In this GOAE model, we use the mean square error as a loss function. Let x0j be the input vector of sample j, and x4j is the output vector. n represents the number of training sample. The loss function is defined as follows:

$$ loss=\frac{1}{n}\sum\lVert{x_{0j}-x_{4j}}\lVert^{2}. $$
(5)

After several training epochs, the hidden layer 2 could be a low-dimension space of the input data.

Since the encoder and decoder are completely symmetric, both input layer and output layer are partial connection.

After training GOAE model, the hidden layer 2 could be used as the low-dimension representation of a cell. Then we can use a clustering method, (in our case, kmeans++), for the clustering of single cells.
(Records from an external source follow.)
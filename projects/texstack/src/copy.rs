//! Clipped rectangular region copy between planes.

use crate::error::{ImageError, ImageResult};
use crate::plane::PlaneDesc;

/// Copies a 3D region of pixel blocks from one plane to another.
///
/// `dst`/`src` are plane-local buffers (each plane's `offset` is not
/// applied). Offsets may be negative or out of range; the region is
/// clipped against both planes and a fully clipped copy is a successful
/// no-op. Both formats must share the same block byte size, and the X/Y
/// offsets must be aligned to the respective pixel block dimensions.
///
/// `src_extent` is measured in source pixels.
pub fn copy_content(
    dst_desc: &PlaneDesc,
    dst: &mut [u8],
    dst_offset: (i32, i32, i32),
    src_desc: &PlaneDesc,
    src: &[u8],
    src_offset: (i32, i32, i32),
    src_extent: (u32, u32, u32),
) -> ImageResult<()> {
    if !dst_desc.valid() || !src_desc.valid() {
        return Err(ImageError::InvalidDescriptor("copy needs valid planes"));
    }
    let src_ld = src_desc.format.layout_desc();
    let dst_ld = dst_desc.format.layout_desc();
    let block_bytes = src_ld.block_bytes as usize;
    if src_ld.block_bytes != dst_ld.block_bytes {
        return Err(ImageError::InvalidDescriptor(
            "copy needs matching block byte sizes",
        ));
    }
    if src_offset.0 % src_ld.block_width as i32 != 0
        || src_offset.1 % src_ld.block_height as i32 != 0
        || dst_offset.0 % dst_ld.block_width as i32 != 0
        || dst_offset.1 % dst_ld.block_height as i32 != 0
    {
        return Err(ImageError::InvalidDescriptor(
            "copy offsets must be pixel-block aligned",
        ));
    }
    if src.len() < src_desc.size as usize {
        return Err(ImageError::BufferTooSmall {
            required: src_desc.size as usize,
            actual: src.len(),
        });
    }
    if dst.len() < dst_desc.size as usize {
        return Err(ImageError::BufferTooSmall {
            required: dst_desc.size as usize,
            actual: dst.len(),
        });
    }

    // Everything below is in block units (Z stays in slices).
    let src_blocks = (
        src_desc.extent.w.div_ceil(src_ld.block_width as u32) as i64,
        src_desc.extent.h.div_ceil(src_ld.block_height as u32) as i64,
        src_desc.extent.d as i64,
    );
    let dst_blocks = (
        dst_desc.extent.w.div_ceil(dst_ld.block_width as u32) as i64,
        dst_desc.extent.h.div_ceil(dst_ld.block_height as u32) as i64,
        dst_desc.extent.d as i64,
    );
    let mut sx = src_offset.0 as i64 / src_ld.block_width as i64;
    let mut sy = src_offset.1 as i64 / src_ld.block_height as i64;
    let mut sz = src_offset.2 as i64;
    let mut dx = dst_offset.0 as i64 / dst_ld.block_width as i64;
    let mut dy = dst_offset.1 as i64 / dst_ld.block_height as i64;
    let mut dz = dst_offset.2 as i64;
    let mut w = src_extent.0.div_ceil(src_ld.block_width as u32) as i64;
    let mut h = src_extent.1.div_ceil(src_ld.block_height as u32) as i64;
    let mut d = src_extent.2 as i64;

    // Clamp against the source, translating the destination by the same
    // amount, then the reverse; finally bound the extent by both planes.
    clamp_axis(&mut sx, &mut dx, &mut w, src_blocks.0);
    clamp_axis(&mut sy, &mut dy, &mut h, src_blocks.1);
    clamp_axis(&mut sz, &mut dz, &mut d, src_blocks.2);
    clamp_axis(&mut dx, &mut sx, &mut w, dst_blocks.0);
    clamp_axis(&mut dy, &mut sy, &mut h, dst_blocks.1);
    clamp_axis(&mut dz, &mut sz, &mut d, dst_blocks.2);
    w = w.min(src_blocks.0 - sx).min(dst_blocks.0 - dx);
    h = h.min(src_blocks.1 - sy).min(dst_blocks.1 - dy);
    d = d.min(src_blocks.2 - sz).min(dst_blocks.2 - dz);
    if w <= 0 || h <= 0 || d <= 0 {
        return Ok(());
    }

    let row_bytes = w as usize * block_bytes;
    for z in 0..d {
        for y in 0..h {
            let src_at = (sz + z) as usize * src_desc.slice as usize
                + (sy + y) as usize * src_desc.pitch as usize
                + sx as usize * src_desc.step as usize;
            let dst_at = (dz + z) as usize * dst_desc.slice as usize
                + (dy + y) as usize * dst_desc.pitch as usize
                + dx as usize * dst_desc.step as usize;
            debug_assert!(src_at + row_bytes <= src_desc.size as usize);
            debug_assert!(dst_at + row_bytes <= dst_desc.size as usize);
            dst[dst_at..dst_at + row_bytes].copy_from_slice(&src[src_at..src_at + row_bytes]);
        }
    }
    Ok(())
}

/// Clamps `a` to `[0, bound)`, translating `b` and shrinking `len` by
/// the clip amount.
fn clamp_axis(a: &mut i64, b: &mut i64, len: &mut i64, bound: i64) {
    if *a < 0 {
        *b -= *a;
        *len += *a;
        *a = 0;
    }
    if *a > bound {
        *len -= *a - bound;
        *a = bound;
    }
}
#![doc = include_str!(concat!("../", env!("CARGO_PKG_README")))]
#![no_std]
extern crate alloc;
#[cfg(any(feature = "std", test))]
extern crate std;

pub mod allocate;
pub mod convert;
pub mod copy;
pub mod error;
pub mod image;
pub mod image_desc;
pub mod mipmap;
pub mod one_pixel;
pub mod pixel;
pub mod pixel_format;
pub mod plane;

pub use error::*;
pub use image::{Image, ImageView};
pub use image_desc::{ConstructionOrder, ImageDesc, PlaneCoord};
pub use one_pixel::OnePixel;
pub use pixel::{Float4, Rgba8};
pub use pixel_format::{ChannelDesc, Layout, LayoutDesc, PixelFormat, Sign, Swizzle};
pub use plane::{Extent3D, PlaneDesc};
Architecture of supervised model (GONN)

A supervised dimensionality reduction model may also be needed in single cell clustering or retrieval [15]. Similar to the GOAE model, we replace the hidden layer1 neurons of the neural network with GO term nodes, which are partial-connected to the input layer neurons that represents the genes. In the GONN model, another hidden layer with 100 fully-connected neurons are added (see Fig. 2). After the training phase, the hidden layer with 100 fully-connected neurons is considered as the low dimensional representation of the input.

Fig. 2
figure 2

GONN model architectures. typec represents different cell types as the label in the output layer. BPm, MFn, d and gi are illustrated in Fig. 1

At the output layer, softmax function is used for classification. Softmax function is defined as:

$$ softmax(x)=\left[\frac{\exp(x_{1})}{{\sum\nolimits}_{i=1}^{c}\exp(x_{i})} \cdots \frac{\exp(x_{c})}{{\sum\nolimits}_{i=1}^{c}\exp(x_{i})}\right]^{T}, $$
(6)

where x is the input vector of output layer and c is the number of all cell types. Based on softmax activation function, we can obtain the probability vector that a cell is classified into different cell types. Finally, we use top-1 method (the label which has the largest probability) to decide the cell type of a cell. In GONN, the loss is defined as:

$$ {}loss\,=\,-\frac{1}{n}\sum\limits_{j}\left[y_{j}\ln{y_{j}^{\prime}}\,+\,(1-y_{j})\ln(1\,-\,y_{j}^{\prime})\right] +\frac{\lambda}{2n}\sum\limits_{w}w^{2}, $$
(7)

where n is the number of samples in the training dataset. The first part of Eq. 7 is cross entropy. yj and \(y_{j}^{\prime }\) represent the desired output and the predicted output of sample j respectively. The second part is L2 regularization, where λ is the L2 regularization coefficient. w represents the training parameter vector. We combine cross entropy and L2 regularization to avoid overfitting and optimize parameters.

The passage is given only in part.